= Isidora Simijonović =

Serbian actress

Isidora Simijonović (Исидора Симијоновић; born 21 June 1995 in Belgrade) is a Serbian actress.

She is best known for her performance as Saša in the TV drama series Jutro će promeniti sve, which follows the lives of a group of young adults in contemporary Belgrade. Isidora graduated acting from Belgrade Academy of Arts.

Simijonović began her acting career with the play Pazi vamo performed in Boško Buha theatre in 2010, when she was still in high school. After she had enrolled the academy, she has played in few Belgrade theaters including National Theatre in Belgrade, Belgrade drama theatre, Atelje 212, Bitef theater and Zvezdara theater.

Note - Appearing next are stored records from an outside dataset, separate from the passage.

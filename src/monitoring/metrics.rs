// Copyright (c) 2026 Emberlink
// Licensed under the Apache License, Version 2.0 (the "License");
// you may not use this file except in compliance with the License.
// You may obtain a copy of the License at
//     http://www.apache.org/licenses/LICENSE-2.0
// Unless required by applicable law or agreed to in writing, software
// distributed under the License is distributed on an "AS IS" BASIS,
// WITHOUT WARRANTIES OR CONDITIONS OF ANY KIND, either express or implied.
// See the License for the specific language governing permissions and
// limitations under the License.

#![forbid(unsafe_code)]
#![warn(missing_docs)]

use prometheus::{IntCounter, IntGauge, Registry};
use thiserror::Error;

/// Metrics errors.
#[derive(Debug, Error)]
pub enum MetricsError {
    #[error("prometheus")]
    Prom,
}

/// Metrics container.
#[derive(Clone)]
pub struct Metrics {
    /// Registry.
    pub registry: Registry,

    /// Live peers gauge.
    pub peers: IntGauge,
    /// Store-and-forward queue depth gauge.
    pub queue_depth: IntGauge,

    /// Locally originated datagrams.
    pub originated_total: IntCounter,
    /// Local deliveries.
    pub delivered_total: IntCounter,
    /// Relay emissions.
    pub relayed_total: IntCounter,

    /// Drops: CRC/header failures.
    pub drop_checksum_total: IntCounter,
    /// Drops: malformed frames or records.
    pub drop_malformed_total: IntCounter,
    /// Drops: kind byte out of range.
    pub drop_unknown_kind_total: IntCounter,
    /// Drops: stale timestamp (replay guard).
    pub drop_stale_total: IntCounter,
    /// Drops: duplicate (message id, sender id).
    pub drop_duplicate_total: IntCounter,
    /// Drops: payload does not open under the local key.
    pub drop_decrypt_total: IntCounter,
    /// Drops: hop budget exhausted.
    pub drop_ttl_total: IntCounter,

    /// Radio writes that failed or timed out.
    pub send_failed_total: IntCounter,
    /// Queue entries discarded (expired or over-retried).
    pub queue_discarded_total: IntCounter,
}

impl Metrics {
    /// Create and register metrics.
    pub fn new() -> Result<Self, MetricsError> {
        let registry = Registry::new();

        let peers = IntGauge::new("emberlink_peers", "Live peers").map_err(|_| MetricsError::Prom)?;
        let queue_depth = IntGauge::new("emberlink_queue_depth", "Store-and-forward queue depth")
            .map_err(|_| MetricsError::Prom)?;

        let originated_total =
            IntCounter::new("emberlink_originated_total", "Locally originated datagrams")
                .map_err(|_| MetricsError::Prom)?;
        let delivered_total = IntCounter::new("emberlink_delivered_total", "Local deliveries")
            .map_err(|_| MetricsError::Prom)?;
        let relayed_total = IntCounter::new("emberlink_relayed_total", "Relay emissions")
            .map_err(|_| MetricsError::Prom)?;

        let drop_checksum_total =
            IntCounter::new("emberlink_drop_checksum_total", "Dropped: bad checksum")
                .map_err(|_| MetricsError::Prom)?;
        let drop_malformed_total =
            IntCounter::new("emberlink_drop_malformed_total", "Dropped: malformed")
                .map_err(|_| MetricsError::Prom)?;
        let drop_unknown_kind_total =
            IntCounter::new("emberlink_drop_unknown_kind_total", "Dropped: unknown kind")
                .map_err(|_| MetricsError::Prom)?;
        let drop_stale_total =
            IntCounter::new("emberlink_drop_stale_total", "Dropped: stale timestamp")
                .map_err(|_| MetricsError::Prom)?;
        let drop_duplicate_total =
            IntCounter::new("emberlink_drop_duplicate_total", "Dropped: duplicate")
                .map_err(|_| MetricsError::Prom)?;
        let drop_decrypt_total =
            IntCounter::new("emberlink_drop_decrypt_total", "Dropped: decrypt failed")
                .map_err(|_| MetricsError::Prom)?;
        let drop_ttl_total = IntCounter::new("emberlink_drop_ttl_total", "Dropped: ttl exhausted")
            .map_err(|_| MetricsError::Prom)?;

        let send_failed_total =
            IntCounter::new("emberlink_send_failed_total", "Failed radio writes")
                .map_err(|_| MetricsError::Prom)?;
        let queue_discarded_total = IntCounter::new(
            "emberlink_queue_discarded_total",
            "Queue entries expired or over-retried",
        )
        .map_err(|_| MetricsError::Prom)?;

        for c in [
            &originated_total,
            &delivered_total,
            &relayed_total,
            &drop_checksum_total,
            &drop_malformed_total,
            &drop_unknown_kind_total,
            &drop_stale_total,
            &drop_duplicate_total,
            &drop_decrypt_total,
            &drop_ttl_total,
            &send_failed_total,
            &queue_discarded_total,
        ] {
            registry
                .register(Box::new(c.clone()))
                .map_err(|_| MetricsError::Prom)?;
        }
        registry
            .register(Box::new(peers.clone()))
            .map_err(|_| MetricsError::Prom)?;
        registry
            .register(Box::new(queue_depth.clone()))
            .map_err(|_| MetricsError::Prom)?;

        Ok(Self {
            registry,
            peers,
            queue_depth,
            originated_total,
            delivered_total,
            relayed_total,
            drop_checksum_total,
            drop_malformed_total,
            drop_unknown_kind_total,
            drop_stale_total,
            drop_duplicate_total,
            drop_decrypt_total,
            drop_ttl_total,
            send_failed_total,
            queue_discarded_total,
        })
    }
}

Her film career started with a lead role in the movie Klip, when she was 16 years old. She portrays a sullen high school student from a Belgrade suburb. For her performance, she won the award for the best actress at the Vilnius International Film Festival and 'The Golden Hazelnut' (Zlatni lešnik) award for the best actress at the fifth International Festival of Film Direction in Leskovac. After this breakthrough debut role, Simijonović went on to star in several films such as Gde je Nađa? and Atomski zdesna. She also played Katarina in Dobra žena which was screened at many film festivals, including Sundance Film Festival, FEST (Belgrade) and Crossing Europe in Linz. She made her television debut with a minor role in Andrija i Anđelka. She is also known for her role of Ruža in popular crime television show Ubice moga oca.

She played journalist Nataša in Porodica, a five-part drama series about the arrest of Slobodan Milošević, released in 2021.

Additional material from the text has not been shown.